Collection entries

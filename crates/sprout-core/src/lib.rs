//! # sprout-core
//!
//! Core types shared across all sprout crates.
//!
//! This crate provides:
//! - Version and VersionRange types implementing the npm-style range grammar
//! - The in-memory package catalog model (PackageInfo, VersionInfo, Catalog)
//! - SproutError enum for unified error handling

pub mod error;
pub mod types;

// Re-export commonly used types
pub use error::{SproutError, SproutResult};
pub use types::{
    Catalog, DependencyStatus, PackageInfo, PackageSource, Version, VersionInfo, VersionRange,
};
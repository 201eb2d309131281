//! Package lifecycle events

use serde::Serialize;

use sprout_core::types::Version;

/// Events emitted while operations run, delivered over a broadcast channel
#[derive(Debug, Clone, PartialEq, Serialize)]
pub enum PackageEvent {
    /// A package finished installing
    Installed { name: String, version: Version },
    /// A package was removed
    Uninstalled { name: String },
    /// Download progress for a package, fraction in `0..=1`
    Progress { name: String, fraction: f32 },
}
* * *
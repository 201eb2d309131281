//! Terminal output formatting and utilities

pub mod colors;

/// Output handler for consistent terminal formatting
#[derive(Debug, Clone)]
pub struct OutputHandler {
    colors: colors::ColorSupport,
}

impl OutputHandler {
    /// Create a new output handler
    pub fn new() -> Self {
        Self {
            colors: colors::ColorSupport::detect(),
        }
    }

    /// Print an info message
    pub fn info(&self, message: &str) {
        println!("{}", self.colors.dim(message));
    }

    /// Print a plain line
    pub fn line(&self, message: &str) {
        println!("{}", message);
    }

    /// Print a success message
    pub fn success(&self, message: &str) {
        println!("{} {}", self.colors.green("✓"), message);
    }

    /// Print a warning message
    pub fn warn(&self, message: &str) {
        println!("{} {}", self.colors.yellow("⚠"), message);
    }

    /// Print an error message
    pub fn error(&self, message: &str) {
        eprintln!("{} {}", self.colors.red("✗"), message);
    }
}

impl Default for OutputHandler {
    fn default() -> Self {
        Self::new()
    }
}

# DIRECTIONS FOR THIS TASK
The answer must be every line from the records above that contains the word "crates", copied in full.

# RESULT OF THIS EXERCISE
filename crates/sprout-core/src/lib.rs
//! Core types shared across all sprout crates.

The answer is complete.